Written by: Ryan Magee, Research Scientist, Southwest Environmental Finance Center (SW EFC)

Introduction

Today, the health impacts of lead are well-chronicled in children and in adults. Children exposed to lead, often through lead-based paint dust, may deal with chronic conditions including damaged brain and nervous systems, learning and behavior challenges, and slowed growth.[1] Adults may suffer impacts to their reproductive systems, as well as nerve disorders, memory and concentration issues, and muscle and joint pain.[2] Lead causes chronic health conditions that inhibit an individual’s full potential, and do so despite available alternatives that could mitigate such unfortunate results.

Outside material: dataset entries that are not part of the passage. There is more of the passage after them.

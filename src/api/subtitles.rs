use axum::{
    extract::{DefaultBodyLimit, Multipart, Path, State},
    http::{header, HeaderMap, StatusCode},
    response::{IntoResponse, Response},
    routing::{delete, get, post},
    Json, Router,
};
use serde::{Deserialize, Serialize};
use std::sync::Arc;

use super::{internal, require_user, service_error, ApiError};
use crate::models::Subtitle;
use crate::services::activity;
use crate::services::library::{self, LibraryError, UploadRequest};
use crate::services::selection;
use crate::services::votes::{self, VoteOutcome};
use crate::AppState;

/// Transport cap for multipart bodies; the configured upload limit is checked per file
const MAX_MULTIPART_BYTES: usize = 16 * 1024 * 1024;

pub fn routes() -> Router<Arc<AppState>> {
    Router::new()
        .route(
            "/upload/:activity_id",
            post(upload).layer(DefaultBodyLimit::max(MAX_MULTIPART_BYTES)),
        )
        .route("/reset/:activity_id", post(reset))
        .route("/:id", delete(delete_subtitle))
        .route("/:id/select/:activity_id", post(select))
        .route("/:id/vote", post(vote))
        .route("/:id/mark-compatible/:activity_id", post(mark_compatible))
        .route("/:id/download", get(download))
}

#[derive(Default)]
struct UploadForm {
    file_name: Option<String>,
    data: Vec<u8>,
    language: Option<String>,
    encoding: Option<String>,
    fps: Option<f64>,
    author: Option<String>,
    version_info: Option<String>,
}

fn bad_request(message: impl Into<String>) -> ApiError {
    (StatusCode::BAD_REQUEST, message.into())
}

async fn read_form(mut multipart: Multipart) -> Result<UploadForm, ApiError> {
    let mut form = UploadForm::default();
    while let Some(field) = multipart
        .next_field()
        .await
        .map_err(|e| bad_request(e.to_string()))?
    {
        let name = field.name().unwrap_or_default().to_string();
        if name == "file" {
            form.file_name = field.file_name().map(str::to_string);
            form.data = field
                .bytes()
                .await
                .map_err(|e| bad_request(e.to_string()))?
                .to_vec();
            continue;
        }

        let value = field.text().await.map_err(|e| bad_request(e.to_string()))?;
        let value = value.trim().to_string();
        if value.is_empty() {
            continue;
        }
        match name.as_str() {
            "language" => form.language = Some(value),
            "encoding" => form.encoding = Some(value),
            "fps" => {
                let fps = value
                    .parse::<f64>()
                    .map_err(|_| bad_request(format!("Invalid fps '{}'", value)))?;
                form.fps = Some(fps);
            }
            "author" => form.author = Some(value),
            "version_info" => form.version_info = Some(value),
            other => tracing::debug!("Ignoring upload field '{}'", other),
        }
    }
    Ok(form)
}

async fn upload(
    State(state): State<Arc<AppState>>,
    headers: HeaderMap,
    Path(activity_id): Path<String>,
    multipart: Multipart,
) -> Result<(StatusCode, Json<Subtitle>), ApiError> {
    let user = require_user(&state, &headers).await?;
    let activity = activity::get_activity(&state.db, &user.id, &activity_id)
        .await
        .map_err(service_error)?;

    let form = read_form(multipart).await?;
    let file_name = form
        .file_name
        .as_deref()
        .ok_or_else(|| bad_request("Missing subtitle file"))?;
    let language = form.language.as_deref().unwrap_or(&user.preferred_language);
    // "auto" in the upload form means detect
    let encoding = form.encoding.as_deref().filter(|e| !e.eq_ignore_ascii_case("auto"));

    let request = UploadRequest {
        filename: file_name,
        data: &form.data,
        language,
        encoding,
        fps: form.fps,
        author: form.author.as_deref(),
        version_info: form.version_info.as_deref(),
    };
    let subtitle = library::upload(
        &state.db,
        &state.storage,
        state.config.max_upload_bytes,
        &user,
        &activity,
        &request,
    )
    .await
    .map_err(service_error)?;

    Ok((StatusCode::CREATED, Json(subtitle)))
}

async fn select(
    State(state): State<Arc<AppState>>,
    headers: HeaderMap,
    Path((id, activity_id)): Path<(String, String)>,
) -> Result<StatusCode, ApiError> {
    let user = require_user(&state, &headers).await?;
    let activity = activity::get_activity(&state.db, &user.id, &activity_id)
        .await
        .map_err(service_error)?;
    let subtitle = library::get_subtitle(&state.db, &id)
        .await
        .map_err(service_error)?;
    if subtitle.content_id != activity.content_id {
        return Err(service_error(
            LibraryError::Invalid("Subtitle belongs to different content".into()).into(),
        ));
    }

    selection::select_local(
        &state.db,
        &user.id,
        &activity.content_id,
        activity.video_hash.as_deref(),
        &subtitle.language,
        &subtitle.id,
    )
    .await
    .map_err(internal)?;
    Ok(StatusCode::NO_CONTENT)
}

#[derive(Debug, Serialize)]
pub struct ResetResponse {
    pub reset: bool,
}

async fn reset(
    State(state): State<Arc<AppState>>,
    headers: HeaderMap,
    Path(activity_id): Path<String>,
) -> Result<Json<ResetResponse>, ApiError> {
    let user = require_user(&state, &headers).await?;
    let activity = activity::get_activity(&state.db, &user.id, &activity_id)
        .await
        .map_err(service_error)?;

    let reset = selection::reset_selection(
        &state.db,
        &user.id,
        &activity.content_id,
        activity.video_hash.as_deref(),
        &user.preferred_language,
    )
    .await
    .map_err(internal)?;
    if !reset {
        tracing::debug!("No selection to reset for activity {}", activity.id);
    }
    Ok(Json(ResetResponse { reset }))
}

#[derive(Debug, Deserialize)]
pub struct VoteRequest {
    pub value: i64,
}

async fn vote(
    State(state): State<Arc<AppState>>,
    headers: HeaderMap,
    Path(id): Path<String>,
    Json(req): Json<VoteRequest>,
) -> Result<Json<VoteOutcome>, ApiError> {
    let user = require_user(&state, &headers).await?;
    let outcome = votes::vote(&state.db, &user.id, &id, req.value)
        .await
        .map_err(service_error)?;
    Ok(Json(outcome))
}

async fn mark_compatible(
    State(state): State<Arc<AppState>>,
    headers: HeaderMap,
    Path((id, activity_id)): Path<(String, String)>,
) -> Result<Json<Subtitle>, ApiError> {
    let user = require_user(&state, &headers).await?;
    let activity = activity::get_activity(&state.db, &user.id, &activity_id)
        .await
        .map_err(service_error)?;
    let subtitle = library::mark_compatible_hash(&state.db, &user, &id, &activity)
        .await
        .map_err(service_error)?;
    Ok(Json(subtitle))
}

async fn delete_subtitle(
    State(state): State<Arc<AppState>>,
    headers: HeaderMap,
    Path(id): Path<String>,
) -> Result<StatusCode, ApiError> {
    let user = require_user(&state, &headers).await?;
    library::delete_subtitle(&state.db, &state.storage, &user, &id)
        .await
        .map_err(service_error)?;
    Ok(StatusCode::NO_CONTENT)
}

async fn download(
    State(state): State<Arc<AppState>>,
    headers: HeaderMap,
    Path(id): Path<String>,
) -> Result<Response, ApiError> {
    let user = require_user(&state, &headers).await?;
    let subtitle = library::get_subtitle(&state.db, &id)
        .await
        .map_err(service_error)?;
    library::ensure_owner_or_admin(&state.db, &user, &subtitle)
        .await
        .map_err(service_error)?;

    let content = library::fetch_subtitle_content(&state.storage, &subtitle)
        .await
        .map_err(service_error)?;
    let filename = library::download_filename(&subtitle);

    Ok((
        [
            (header::CONTENT_TYPE, "text/vtt; charset=utf-8".to_string()),
            (
                header::CONTENT_DISPOSITION,
                format!("attachment; filename=\"{}\"", filename),
            ),
        ],
        content,
    )
        .into_response())
}
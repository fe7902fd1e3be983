// Content ids and the opaque download identifier handed to Stremio

use anyhow::{anyhow, Context, Result};
use base64::{engine::general_purpose::URL_SAFE_NO_PAD, Engine};
use serde::{Deserialize, Serialize};

/// A Stremio content id split into its parts.
///
/// Accepted forms: `tt123`, `tt123:S:E`, `tt123:E` (season 1), `kitsu:ID`,
/// `kitsu:ID:EP`.
#[derive(Debug, Clone, Default, PartialEq, Eq)]
pub struct ContentId {
    pub imdb_id: Option<String>,
    pub kitsu_id: Option<i64>,
    pub season: Option<u32>,
    pub episode: Option<u32>,
}

impl ContentId {
    pub fn parse(content_id: &str) -> Self {
        let parts: Vec<&str> = content_id.split(':').collect();

        match parts.as_slice() {
            ["kitsu", id, rest @ ..] => Self {
                kitsu_id: id.parse().ok(),
                episode: rest.first().and_then(|e| e.parse().ok()),
                ..Default::default()
            },
            [imdb, rest @ ..] if imdb.starts_with("tt") => {
                let (season, episode) = match rest {
                    [s, e] => match (s.parse().ok(), e.parse().ok()) {
                        (Some(s), Some(e)) => (Some(s), Some(e)),
                        _ => {
                            tracing::warn!("Could not parse season/episode from content_id: {}", content_id);
                            (None, None)
                        }
                    },
                    [e] => match e.parse().ok() {
                        Some(e) => (Some(1), Some(e)),
                        None => (None, None),
                    },
                    _ => (None, None),
                };
                Self {
                    imdb_id: Some(imdb.to_string()),
                    season,
                    episode,
                    ..Default::default()
                }
            }
            _ => Self::default(),
        }
    }

    pub fn is_kitsu(&self) -> bool {
        self.kitsu_id.is_some()
    }
}

/// Everything the download endpoint needs to resolve a subtitle later
#[derive(Debug, Clone, PartialEq, Serialize, Deserialize)]
pub struct DownloadContext {
    #[serde(default)]
    pub content_type: Option<String>,
    pub content_id: String,
    #[serde(default)]
    pub lang: Option<String>,
    #[serde(default)]
    pub v_hash: Option<String>,
    #[serde(default)]
    pub v_size: Option<i64>,
    #[serde(default)]
    pub v_fname: Option<String>,
}

impl DownloadContext {
    pub fn encode(&self) -> Result<String> {
        let json = serde_json::to_string(self).context("Failed to encode download context")?;
        Ok(URL_SAFE_NO_PAD.encode(json.as_bytes()))
    }

    /// Accepts identifiers with or without `=` padding
    pub fn decode(identifier: &str) -> Result<Self> {
        let trimmed = identifier.trim_end_matches('=');
        let bytes = URL_SAFE_NO_PAD
            .decode(trimmed)
            .map_err(|e| anyhow!("Invalid download identifier: {}", e))?;
        let context: Self =
            serde_json::from_slice(&bytes).context("Download identifier is not a valid context")?;
        if context.content_id.is_empty() {
            return Err(anyhow!("Missing content_id in decoded context"));
        }
        Ok(context)
    }
}

#[cfg(test)]
mod tests {
    use super::*;

    #[test]
    fn test_parse_imdb_forms() {
        assert_eq!(
            ContentId::parse("tt0111161"),
            ContentId {
                imdb_id: Some("tt0111161".into()),
                ..Default::default()
            }
        );

        let episode = ContentId::parse("tt0944947:3:9");
        assert_eq!(episode.imdb_id.as_deref(), Some("tt0944947"));
        assert_eq!((episode.season, episode.episode), (Some(3), Some(9)));

        let bare = ContentId::parse("tt0944947:9");
        assert_eq!((bare.season, bare.episode), (Some(1), Some(9)));

        let junk = ContentId::parse("tt0944947:x:y");
        assert_eq!((junk.season, junk.episode), (None, None));
    }

    #[test]
    fn test_parse_kitsu() {
        let parsed = ContentId::parse("kitsu:7442:12");
        assert!(parsed.is_kitsu());
        assert_eq!(parsed.kitsu_id, Some(7442));
        assert_eq!(parsed.episode, Some(12));
        assert_eq!(parsed.season, None);
        assert_eq!(parsed.imdb_id, None);

        assert_eq!(ContentId::parse("mal:1"), ContentId::default());
    }

    #[test]
    fn test_download_context_roundtrip_and_padding() {
        let context = DownloadContext {
            content_type: Some("series".into()),
            content_id: "tt0944947:1:2".into(),
            lang: Some("pol".into()),
            v_hash: Some("8e245d9679d31e12".into()),
            v_size: Some(1234),
            v_fname: None,
        };
        let encoded = context.encode().unwrap();
        assert!(!encoded.contains('='));
        assert!(!encoded.contains('+') && !encoded.contains('/'));

        let json = String::from_utf8(URL_SAFE_NO_PAD.decode(&encoded).unwrap()).unwrap();
        assert!(json.starts_with(r#"{"content_type":"series","content_id":"tt0944947:1:2""#));

        let padded = format!("{}{}", encoded, "=".repeat((4 - encoded.len() % 4) % 4));
        assert_eq!(DownloadContext::decode(&padded).unwrap(), context);
    }

    #[test]
    fn test_decode_rejects_garbage() {
        assert!(DownloadContext::decode("!!!").is_err());
        let no_content = URL_SAFE_NO_PAD.encode(br#"{"content_id":""}"#);
        assert!(DownloadContext::decode(&no_content).is_err());
    }
}
// External subtitle providers
//
// Each provider wraps one third-party search API behind `SubtitleProvider`.
// Per-user credentials live in `users.provider_credentials` as a JSON object
// keyed by provider name.

pub mod opensubtitles;
pub mod registry;
pub mod search;
pub mod subdl;
pub mod subsource;

use anyhow::{Context, Result};
use async_trait::async_trait;
use reqwest::StatusCode;
use serde::{Deserialize, Serialize};
use serde_json::{Map, Value};
use sqlx::SqlitePool;
use std::future::Future;
use std::time::Duration;
use thiserror::Error;

use crate::models::User;

pub use registry::ProviderRegistry;
pub use search::{search_providers_parallel, search_providers_with_fallback};

const MAX_RETRIES: u32 = 3;
const RETRY_DELAY: Duration = Duration::from_secs(1);

#[derive(Error, Debug)]
pub enum ProviderError {
    #[error("Authentication failed: {0}")]
    Authentication(String),

    #[error("Rate limited: {0}")]
    RateLimit(String),

    #[error("Request timed out: {0}")]
    Timeout(String),

    #[error("Network error: {0}")]
    Network(String),

    #[error("Invalid response: {0}")]
    Parse(String),

    #[error("Not found: {0}")]
    NotFound(String),

    #[error("Service unavailable: {0}")]
    Unavailable(String),

    #[error("{0}")]
    Other(String),
}

impl ProviderError {
    /// Map a non-success HTTP status to an error
    pub fn from_status(status: StatusCode, message: impl Into<String>) -> Self {
        let message = format!("{} ({})", message.into(), status);
        match status.as_u16() {
            401 | 403 => Self::Authentication(message),
            404 => Self::NotFound(message),
            429 => Self::RateLimit(message),
            500..=599 => Self::Unavailable(message),
            _ => Self::Other(message),
        }
    }

    fn is_retryable(&self) -> bool {
        matches!(self, Self::Unavailable(_) | Self::Network(_))
    }
}

impl From<reqwest::Error> for ProviderError {
    fn from(e: reqwest::Error) -> Self {
        if e.is_timeout() {
            Self::Timeout(e.to_string())
        } else if e.is_decode() {
            Self::Parse(e.to_string())
        } else if let Some(status) = e.status() {
            Self::from_status(status, e.to_string())
        } else {
            Self::Network(e.to_string())
        }
    }
}

/// Fail with a typed error unless the response succeeded
pub(crate) async fn check_response(
    response: reqwest::Response,
    what: &str,
) -> Result<reqwest::Response, ProviderError> {
    let status = response.status();
    if status.is_success() {
        return Ok(response);
    }
    let body = response.text().await.unwrap_or_default();
    let detail = body.chars().take(200).collect::<String>();
    Err(ProviderError::from_status(
        status,
        format!("{} failed: {}", what, detail.trim()),
    ))
}

/// Retry server errors and network failures with a fixed delay
pub(crate) async fn with_retry<T, F, Fut>(what: &str, mut op: F) -> Result<T, ProviderError>
where
    F: FnMut() -> Fut,
    Fut: Future<Output = Result<T, ProviderError>>,
{
    let mut attempt = 0;
    loop {
        match op().await {
            Err(e) if e.is_retryable() && attempt < MAX_RETRIES => {
                attempt += 1;
                tracing::warn!(
                    "{} failed (attempt {}/{}): {}. Retrying in {:?}",
                    what,
                    attempt,
                    MAX_RETRIES + 1,
                    e,
                    RETRY_DELAY
                );
                tokio::time::sleep(RETRY_DELAY).await;
            }
            other => return other,
        }
    }
}

/// A subtitle found by a provider search
#[derive(Debug, Clone, Default, Serialize, Deserialize)]
pub struct SubtitleResult {
    pub provider_name: String,
    pub subtitle_id: String,
    pub language: String,
    pub release_name: Option<String>,
    pub uploader: Option<String>,
    pub download_count: Option<i64>,
    pub rating: Option<f64>,
    pub hearing_impaired: bool,
    pub ai_translated: bool,
    pub fps: Option<f64>,
    pub forced: bool,
    /// Provider specific extras; `hash_match` and `url` are read by callers
    pub metadata: Value,
}

impl SubtitleResult {
    pub fn hash_match(&self) -> bool {
        self.metadata
            .get("hash_match")
            .and_then(Value::as_bool)
            .unwrap_or(false)
    }

    pub fn url(&self) -> Option<&str> {
        self.metadata.get("url").and_then(Value::as_str)
    }
}

#[derive(Debug, Clone, Default)]
pub struct SearchParams {
    pub imdb_id: Option<String>,
    pub video_hash: Option<String>,
    /// 3-letter codes
    pub languages: Vec<String>,
    pub season: Option<u32>,
    pub episode: Option<u32>,
    pub content_type: Option<String>,
    pub query: Option<String>,
    /// The user's whole credentials object, keyed by provider name
    pub user_credentials: Value,
}

impl SearchParams {
    pub fn credentials_for(&self, provider: &str) -> Option<&Value> {
        self.user_credentials.get(provider)
    }
}

#[async_trait]
pub trait SubtitleProvider: Send + Sync {
    fn name(&self) -> &'static str;

    fn display_name(&self) -> &'static str;

    fn requires_auth(&self) -> bool {
        true
    }

    fn supports_hash_matching(&self) -> bool {
        false
    }

    /// Whether downloads may carry ASS styling when the user asks for it
    fn can_return_ass(&self) -> bool {
        false
    }

    /// Empty means every language
    fn supported_languages(&self) -> &'static [&'static str] {
        &[]
    }

    /// Validate the submitted credentials and return what should be stored
    async fn authenticate(&self, credentials: &Value) -> Result<Value, ProviderError>;

    async fn logout(&self, _credentials: &Value) -> Result<(), ProviderError> {
        Ok(())
    }

    fn is_authenticated(&self, credentials: Option<&Value>) -> bool;

    async fn search(&self, params: &SearchParams) -> Result<Vec<SubtitleResult>, ProviderError>;

    /// Direct link for a subtitle, when the provider exposes one
    async fn download_url(
        &self,
        credentials: Option<&Value>,
        subtitle_id: &str,
    ) -> Result<Option<String>, ProviderError>;

    async fn download_subtitle(
        &self,
        credentials: Option<&Value>,
        subtitle_id: &str,
    ) -> Result<Vec<u8>, ProviderError>;
}

/// Treat a missing, empty or JSON-null string field as absent
pub(crate) fn credential_str<'a>(credentials: Option<&'a Value>, key: &str) -> Option<&'a str> {
    credentials?
        .get(key)?
        .as_str()
        .map(str::trim)
        .filter(|s| !s.is_empty())
}

pub fn is_active(credentials: Option<&Value>) -> bool {
    credentials
        .and_then(|c| c.get("active"))
        .and_then(Value::as_bool)
        .unwrap_or(false)
}

pub fn try_provide_ass(credentials: Option<&Value>) -> bool {
    credentials
        .and_then(|c| c.get("try_provide_ass"))
        .and_then(Value::as_bool)
        .unwrap_or(false)
}

/// The user's credentials object; malformed JSON reads as empty
pub fn credentials_map(user: &User) -> Map<String, Value> {
    match user
        .provider_credentials
        .as_deref()
        .map(serde_json::from_str::<Value>)
    {
        Some(Ok(Value::Object(map))) => map,
        Some(Err(e)) => {
            tracing::warn!("Ignoring malformed provider credentials for user {}: {}", user.id, e);
            Map::new()
        }
        _ => Map::new(),
    }
}

pub fn get_credentials(user: &User, provider: &str) -> Option<Value> {
    credentials_map(user).remove(provider)
}

async fn load_map(pool: &SqlitePool, user_id: &str) -> Result<Map<String, Value>> {
    let (raw,): (Option<String>,) =
        sqlx::query_as("SELECT provider_credentials FROM users WHERE id = ?")
            .bind(user_id)
            .fetch_one(pool)
            .await
            .context("User not found")?;
    Ok(match raw.as_deref().map(serde_json::from_str::<Value>) {
        Some(Ok(Value::Object(map))) => map,
        _ => Map::new(),
    })
}

async fn store_map(pool: &SqlitePool, user_id: &str, map: Map<String, Value>) -> Result<()> {
    let raw = serde_json::to_string(&Value::Object(map))?;
    sqlx::query("UPDATE users SET provider_credentials = ? WHERE id = ?")
        .bind(raw)
        .bind(user_id)
        .execute(pool)
        .await?;
    Ok(())
}

pub async fn save_credentials(
    pool: &SqlitePool,
    user_id: &str,
    provider: &str,
    credentials: Value,
) -> Result<()> {
    let mut map = load_map(pool, user_id).await?;
    map.insert(provider.to_string(), credentials);
    store_map(pool, user_id, map).await
}

pub async fn remove_credentials(pool: &SqlitePool, user_id: &str, provider: &str) -> Result<()> {
    let mut map = load_map(pool, user_id).await?;
    if map.remove(provider).is_some() {
        store_map(pool, user_id, map).await?;
    }
    Ok(())
}

/// Keep the stored entry but mark it inactive, e.g. after the provider rejected it
pub async fn deactivate(pool: &SqlitePool, user_id: &str, provider: &str) -> Result<()> {
    let mut map = load_map(pool, user_id).await?;
    if let Some(Value::Object(entry)) = map.get_mut(provider) {
        entry.insert("active".to_string(), Value::Bool(false));
        store_map(pool, user_id, map).await?;
        tracing::info!("Deactivated {} credentials for user {}", provider, user_id);
    }
    Ok(())
}

/// Shared HTTP client with a request timeout
pub(crate) fn http_client(timeout: Duration) -> reqwest::Client {
    reqwest::Client::builder()
        .timeout(timeout)
        .build()
        .unwrap_or_default()
}

#[cfg(test)]
mod tests {
    use super::*;
    use crate::db;
    use crate::services::auth::{get_user, test_user};
    use serde_json::json;

    #[test]
    fn test_status_mapping() {
        assert!(matches!(
            ProviderError::from_status(StatusCode::UNAUTHORIZED, "login"),
            ProviderError::Authentication(_)
        ));
        assert!(matches!(
            ProviderError::from_status(StatusCode::TOO_MANY_REQUESTS, "search"),
            ProviderError::RateLimit(_)
        ));
        assert!(matches!(
            ProviderError::from_status(StatusCode::BAD_GATEWAY, "search"),
            ProviderError::Unavailable(_)
        ));
        assert!(matches!(
            ProviderError::from_status(StatusCode::NOT_FOUND, "download"),
            ProviderError::NotFound(_)
        ));
    }

    #[tokio::test]
    async fn test_retry_gives_up_on_client_errors() {
        let mut calls = 0;
        let result: Result<(), ProviderError> = with_retry("test", || {
            calls += 1;
            async { Err(ProviderError::Authentication("nope".into())) }
        })
        .await;
        assert!(result.is_err());
        assert_eq!(calls, 1);
    }

    #[test]
    fn test_credential_helpers() {
        let creds = json!({"api_key": "  ", "token": "abc", "active": true, "try_provide_ass": true});
        assert_eq!(credential_str(Some(&creds), "api_key"), None);
        assert_eq!(credential_str(Some(&creds), "token"), Some("abc"));
        assert!(is_active(Some(&creds)));
        assert!(try_provide_ass(Some(&creds)));
        assert!(!is_active(None));
    }

    #[tokio::test]
    async fn test_save_deactivate_remove() {
        let pool = db::test_pool().await;
        let user = test_user(&pool, "creds").await;

        save_credentials(&pool, &user.id, "subdl", json!({"api_key": "k", "active": true}))
            .await
            .unwrap();
        save_credentials(&pool, &user.id, "subsource", json!({"api_key": "s", "active": true}))
            .await
            .unwrap();

        let user = get_user(&pool, &user.id).await.unwrap();
        assert!(is_active(get_credentials(&user, "subdl").as_ref()));

        deactivate(&pool, &user.id, "subdl").await.unwrap();
        let user = get_user(&pool, &user.id).await.unwrap();
        assert!(!is_active(get_credentials(&user, "subdl").as_ref()));
        assert!(is_active(get_credentials(&user, "subsource").as_ref()));

        remove_credentials(&pool, &user.id, "subsource").await.unwrap();
        let user = get_user(&pool, &user.id).await.unwrap();
        assert!(get_credentials(&user, "subsource").is_none());
        assert_eq!(credentials_map(&user).len(), 1);
    }
}
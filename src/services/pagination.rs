// Page arithmetic for list endpoints

use serde::Serialize;

#[derive(Debug, Clone, Serialize)]
pub struct Pagination<T> {
    pub items: Vec<T>,
    pub page: u32,
    pub per_page: u32,
    pub total: u64,
    pub pages: u32,
    pub has_prev: bool,
    pub has_next: bool,
    pub prev_num: Option<u32>,
    pub next_num: Option<u32>,
    /// Page links to render; `None` is a gap
    pub page_links: Vec<Option<u32>>,
}

impl<T> Pagination<T> {
    pub fn new(items: Vec<T>, page: u32, per_page: u32, total: u64) -> Self {
        let pages = if per_page > 0 {
            total.div_ceil(per_page as u64) as u32
        } else {
            0
        };
        let has_prev = page > 1;
        let has_next = page < pages;
        let page_links = iter_pages(page, pages, 2, 2, 5, 2);

        Self {
            items,
            page,
            per_page,
            total,
            pages,
            has_prev,
            has_next,
            prev_num: has_prev.then(|| page - 1),
            next_num: has_next.then(|| page + 1),
            page_links,
        }
    }

    /// Row offset for a 1-based page
    pub fn offset(page: u32, per_page: u32) -> i64 {
        (page.max(1) as i64 - 1) * per_page as i64
    }
}

/// Page numbers near the edges and around the current page
pub fn iter_pages(
    page: u32,
    pages: u32,
    left_edge: u32,
    left_current: u32,
    right_current: u32,
    right_edge: u32,
) -> Vec<Option<u32>> {
    let mut out = Vec::new();
    let mut last = 0;
    let page = page as i64;

    for num in 1..=pages {
        let n = num as i64;
        let near_current = n > page - left_current as i64 - 1 && n < page + right_current as i64;
        if num <= left_edge || near_current || n > pages as i64 - right_edge as i64 {
            if last + 1 != num {
                out.push(None);
            }
            out.push(Some(num));
            last = num;
        }
    }

    out
}

#[cfg(test)]
mod tests {
    use super::*;

    #[test]
    fn test_page_counts() {
        let p = Pagination::new(vec![1, 2, 3], 1, 3, 7);
        assert_eq!(p.pages, 3);
        assert!(!p.has_prev);
        assert!(p.has_next);
        assert_eq!(p.prev_num, None);
        assert_eq!(p.next_num, Some(2));

        let last = Pagination::new(vec![7], 3, 3, 7);
        assert!(last.has_prev);
        assert!(!last.has_next);

        let empty: Pagination<i32> = Pagination::new(vec![], 1, 20, 0);
        assert_eq!(empty.pages, 0);
        assert!(empty.page_links.is_empty());
        assert_eq!(Pagination::<i32>::offset(3, 20), 40);
    }

    #[test]
    fn test_iter_pages_gaps() {
        let links = iter_pages(10, 20, 2, 2, 5, 2);
        let expected = vec![
            Some(1),
            Some(2),
            None,
            Some(8),
            Some(9),
            Some(10),
            Some(11),
            Some(12),
            Some(13),
            Some(14),
            None,
            Some(19),
            Some(20),
        ];
        assert_eq!(links, expected);

        let short = iter_pages(1, 4, 2, 2, 5, 2);
        assert_eq!(short, vec![Some(1), Some(2), Some(3), Some(4)]);
    }
}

Despite these health risks, lead’s presence in modern society remains startlingly intractable. Although attempts to eliminate exposure began in earnest in the 1970s, this naturally occurring element has continued to make headlines in the United States, often as the result of exposure from old infrastructure. The 2014 Flint water crisis is just one example of this issue; White House figures cite 24 million housing units whose walls have “significant lead-based paint hazards” and 400,000 school and child-care facilities who risk exposing their toddlers and schoolchildren to lead-contaminated water.[3]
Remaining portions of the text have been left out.